Quickly, what was a simple lesson in dining etiquette became something much more serious. She explained to me – in terms I could easily understand – that no, she doesn’t eat like a cow, she eats like a person. Further, it is very disrespectful to adults in general and her in specific to say something like that. I got the message.


I also never compared my mother to a cow again.


I have one final story to tell you. My youngest daughter, Katie, graduated from High School several weeks ago. Of course, Mother and Dad came up to Minnesota to be part of the celebration. Several days before she graduated, we decided that we needed to make a road trip to Ames, Iowa, to see Iowa State University where both will go to school this fall. Jaime and Dad went off the Engineering Department’s shop where they were going to spend a couple of hours on one of Jaime’s projects.
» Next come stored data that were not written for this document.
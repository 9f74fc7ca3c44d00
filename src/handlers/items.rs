use axum::{extract::State, routing::get, Router};

use super::resource::{self, Id, JsonBody, ReplyResult};
use crate::entities::ItemModel;
use crate::AppState;

/// Routes mounted at `/items`
pub fn item_routes() -> Router<AppState> {
    Router::new()
        .route("/", get(list_items).post(create_item))
        .route(
            "/:id",
            get(get_item).put(update_item).delete(delete_item),
        )
}

#[utoipa::path(
    get,
    path = "/api/v1/items",
    summary = "List items",
    tag = "Items",
    responses(
        (status = 200, description = "All items", body = Vec<ItemModel>),
    )
)]
pub async fn list_items(State(state): State<AppState>) -> ReplyResult<Vec<ItemModel>> {
    resource::list(state.services.items.as_ref()).await
}

#[utoipa::path(
    post,
    path = "/api/v1/items",
    summary = "Create an item",
    tag = "Items",
    request_body = crate::dto::ItemPayload,
    responses(
        (status = 201, description = "Item created", body = ItemModel),
        (status = 400, description = "Field errors keyed by field name", body = crate::validation::FieldErrors),
    )
)]
pub async fn create_item(
    State(state): State<AppState>,
    JsonBody(body): JsonBody,
) -> ReplyResult<ItemModel> {
    resource::create(state.services.items.as_ref(), body).await
}

#[utoipa::path(
    get,
    path = "/api/v1/items/{id}",
    summary = "Get an item",
    tag = "Items",
    params(("id" = i32, Path, description = "Item id")),
    responses(
        (status = 200, description = "Item found", body = ItemModel),
        (status = 404, description = "No item with this id"),
    )
)]
pub async fn get_item(State(state): State<AppState>, Id(id): Id) -> ReplyResult<ItemModel> {
    resource::retrieve(state.services.items.as_ref(), id).await
}

#[utoipa::path(
    put,
    path = "/api/v1/items/{id}",
    summary = "Replace an item",
    tag = "Items",
    params(("id" = i32, Path, description = "Item id")),
    request_body = crate::dto::ItemPayload,
    responses(
        (status = 200, description = "Item replaced", body = ItemModel),
        (status = 400, description = "Field errors keyed by field name", body = crate::validation::FieldErrors),
        (status = 404, description = "No item with this id"),
    )
)]
pub async fn update_item(
    State(state): State<AppState>,
    Id(id): Id,
    JsonBody(body): JsonBody,
) -> ReplyResult<ItemModel> {
    resource::replace(state.services.items.as_ref(), id, body).await
}

#[utoipa::path(
    delete,
    path = "/api/v1/items/{id}",
    summary = "Delete an item",
    tag = "Items",
    params(("id" = i32, Path, description = "Item id")),
    responses(
        (status = 204, description = "Item deleted"),
        (status = 404, description = "No item with this id"),
    )
)]
pub async fn delete_item(State(state): State<AppState>, Id(id): Id) -> ReplyResult<()> {
    resource::destroy(state.services.items.as_ref(), id).await
}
That would leave Mother and I with a couple of hours to drive around campus and the town.


We had a great time. One of the things I showed Mother was Howe Hall which houses a Virtual Reality theater and the Aerodynamics Lab. There are a lot of interesting things to look at to include various sculptures. Most of these are of the Modern Art School and Mother and I both agreed that – even after reading the descriptions – we didn’t quite understand what the artist was trying to do.
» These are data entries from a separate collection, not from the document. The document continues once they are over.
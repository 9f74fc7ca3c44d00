mod common;

use axum::http::{Method, StatusCode};
use common::TestApp;
use serde_json::{json, Value};

#[tokio::test]
async fn vendor_scoped_lifecycle() {
    let app = TestApp::new().await;

    let (status, vendor) = app
        .call(Method::POST, "/api/v1/vendors", Some(json!({"name": "Acme"})))
        .await;
    assert_eq!(status, StatusCode::CREATED);
    let vendor_id = vendor["id"].as_i64().unwrap();

    let (status, item) = app
        .call(
            Method::POST,
            &format!("/api/v1/vendors/{vendor_id}/items"),
            Some(json!({"name": "Apple", "price": "1.00"})),
        )
        .await;
    assert_eq!(status, StatusCode::CREATED);
    assert_eq!(item["vendor"], vendor_id);
    assert_eq!(item["price"], "1.00");
    assert_eq!(item["quantity"], 0);
    let item_id = item["id"].as_i64().unwrap();

    let (status, listed) = app
        .call(Method::GET, &format!("/api/v1/vendors/{vendor_id}/items"), None)
        .await;
    assert_eq!(status, StatusCode::OK);
    assert_eq!(listed, json!([item]));

    let (status, _) = app
        .call(Method::DELETE, &format!("/api/v1/vendors/{vendor_id}"), None)
        .await;
    assert_eq!(status, StatusCode::NO_CONTENT);

    let (status, body) = app
        .call(
            Method::GET,
            &format!("/api/v1/vendors/{vendor_id}/items/{item_id}"),
            None,
        )
        .await;
    assert_eq!(status, StatusCode::NOT_FOUND);
    assert_eq!(body, Value::Null);
}

#[tokio::test]
async fn list_only_shows_the_vendors_own_items() {
    let app = TestApp::new().await;
    let acme = app.create_vendor("Acme").await;
    let globex = app.create_vendor("Globex").await;
    let apple = app
        .create_item(acme["id"].as_i64().unwrap(), "Apple", "1.00")
        .await;
    app.create_item(globex["id"].as_i64().unwrap(), "Gear", "4.00")
        .await;

    let (status, listed) = app
        .call(Method::GET, &format!("/api/v1/vendors/{}/items", acme["id"]), None)
        .await;

    assert_eq!(status, StatusCode::OK);
    assert_eq!(listed, json!([apple]));
}

#[tokio::test]
async fn vendor_without_items_lists_empty() {
    let app = TestApp::new().await;
    let acme = app.create_vendor("Acme").await;

    let (status, listed) = app
        .call(Method::GET, &format!("/api/v1/vendors/{}/items", acme["id"]), None)
        .await;

    assert_eq!(status, StatusCode::OK);
    assert_eq!(listed, json!([]));
}

#[tokio::test]
async fn another_vendors_item_is_not_found() {
    let app = TestApp::new().await;
    let acme = app.create_vendor("Acme").await;
    let globex = app.create_vendor("Globex").await;
    let gear = app
        .create_item(globex["id"].as_i64().unwrap(), "Gear", "4.00")
        .await;
    let scoped = format!("/api/v1/vendors/{}/items/{}", acme["id"], gear["id"]);

    let (status, _) = app.call(Method::GET, &scoped, None).await;
    assert_eq!(status, StatusCode::NOT_FOUND);

    let (status, _) = app
        .call(
            Method::PUT,
            &scoped,
            Some(json!({"name": "Stolen", "price": "0.00"})),
        )
        .await;
    assert_eq!(status, StatusCode::NOT_FOUND);

    let (status, _) = app.call(Method::DELETE, &scoped, None).await;
    assert_eq!(status, StatusCode::NOT_FOUND);

    let (status, fetched) = app
        .call(Method::GET, &format!("/api/v1/items/{}", gear["id"]), None)
        .await;
    assert_eq!(status, StatusCode::OK);
    assert_eq!(fetched, gear);
}

#[tokio::test]
async fn path_vendor_overrides_body_vendor() {
    let app = TestApp::new().await;
    let acme = app.create_vendor("Acme").await;
    let globex = app.create_vendor("Globex").await;

    let (status, item) = app
        .call(
            Method::POST,
            &format!("/api/v1/vendors/{}/items", acme["id"]),
            Some(json!({"vendor": globex["id"], "name": "Apple", "price": "1.00"})),
        )
        .await;
    assert_eq!(status, StatusCode::CREATED);
    assert_eq!(item["vendor"], acme["id"]);

    let (status, updated) = app
        .call(
            Method::PUT,
            &format!("/api/v1/vendors/{}/items/{}", acme["id"], item["id"]),
            Some(json!({"vendor": globex["id"], "name": "Green apple", "price": "1.10"})),
        )
        .await;
    assert_eq!(status, StatusCode::OK);
    assert_eq!(updated["vendor"], acme["id"]);
    assert_eq!(updated["name"], "Green apple");
}

#[tokio::test]
async fn scoped_create_reports_field_errors() {
    let app = TestApp::new().await;
    let acme = app.create_vendor("Acme").await;

    let (status, body) = app
        .call(
            Method::POST,
            &format!("/api/v1/vendors/{}/items", acme["id"]),
            Some(json!({"name": ""})),
        )
        .await;

    assert_eq!(status, StatusCode::BAD_REQUEST);
    assert_eq!(
        body,
        json!({
            "name": ["This field may not be blank."],
            "price": ["This field is required."]
        })
    );
}

#[tokio::test]
async fn invalid_scoped_replace_returns_field_map_and_keeps_item() {
    let app = TestApp::new().await;
    let acme = app.create_vendor("Acme").await;
    let apple = app
        .create_item(acme["id"].as_i64().unwrap(), "Apple", "1.00")
        .await;
    let uri = format!("/api/v1/vendors/{}/items/{}", acme["id"], apple["id"]);

    let (status, body) = app
        .call(Method::PUT, &uri, Some(json!({"name": "", "price": "x"})))
        .await;

    assert_eq!(status, StatusCode::BAD_REQUEST);
    assert_eq!(
        body,
        json!({
            "name": ["This field may not be blank."],
            "price": ["A valid number is required."]
        })
    );

    let (status, fetched) = app.call(Method::GET, &uri, None).await;
    assert_eq!(status, StatusCode::OK);
    assert_eq!(fetched, apple);
}

#[tokio::test]
async fn unknown_vendor_is_not_found_even_with_invalid_body() {
    let app = TestApp::new().await;

    let (status, _) = app.call(Method::GET, "/api/v1/vendors/7/items", None).await;
    assert_eq!(status, StatusCode::NOT_FOUND);

    let (status, body) = app
        .call(Method::POST, "/api/v1/vendors/7/items", Some(json!({})))
        .await;
    assert_eq!(status, StatusCode::NOT_FOUND);
    assert_eq!(body, Value::Null);
}

#[tokio::test]
async fn scoped_delete_removes_item() {
    let app = TestApp::new().await;
    let acme = app.create_vendor("Acme").await;
    let apple = app
        .create_item(acme["id"].as_i64().unwrap(), "Apple", "1.00")
        .await;

    let (status, _) = app
        .call(
            Method::DELETE,
            &format!("/api/v1/vendors/{}/items/{}", acme["id"], apple["id"]),
            None,
        )
        .await;
    assert_eq!(status, StatusCode::NO_CONTENT);

    let (status, _) = app
        .call(Method::GET, &format!("/api/v1/items/{}", apple["id"]), None)
        .await;
    assert_eq!(status, StatusCode::NOT_FOUND);
}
But there was one piece that Mother and I both enjoyed. It’s down on the main floor amongst the jet engines and other aerospace displays and is a large slab of marble shaped to look like the wing of jet airliner. Engraved near the root of the wing is the famous quote most often attributed to Sir Isaac Newton, although there are quotes like it going back to the Ancient Greeks: “If I have seen further than others, it is because I have stood on the shoulders of giants.”


I’ve seen this quote often throughout my life – and I always viewed it in the context of science and how science advances generation by generation. Out of the corner of my eye, I saw Mother give a little head nod as she read it. I really regret that I didn’t say something to her then.


I’ve thought about this a lot since she died. Mother was not scientifically minded. When she read that, she was thinking of family and how each generation builds on the last. I wish I had said: “Mother, you know I’ve always felt like I was standing on yours and Dad’s shoulders.”


I know she would have said something like she always did - something along the lines of: “Well of course you do….and I always felt like I was standing on my folks….and I’m sure your kids feel like they are standing on yours.”


I can think of no better thought to leave you with today than that as a testimony to my Mother and the life she lived.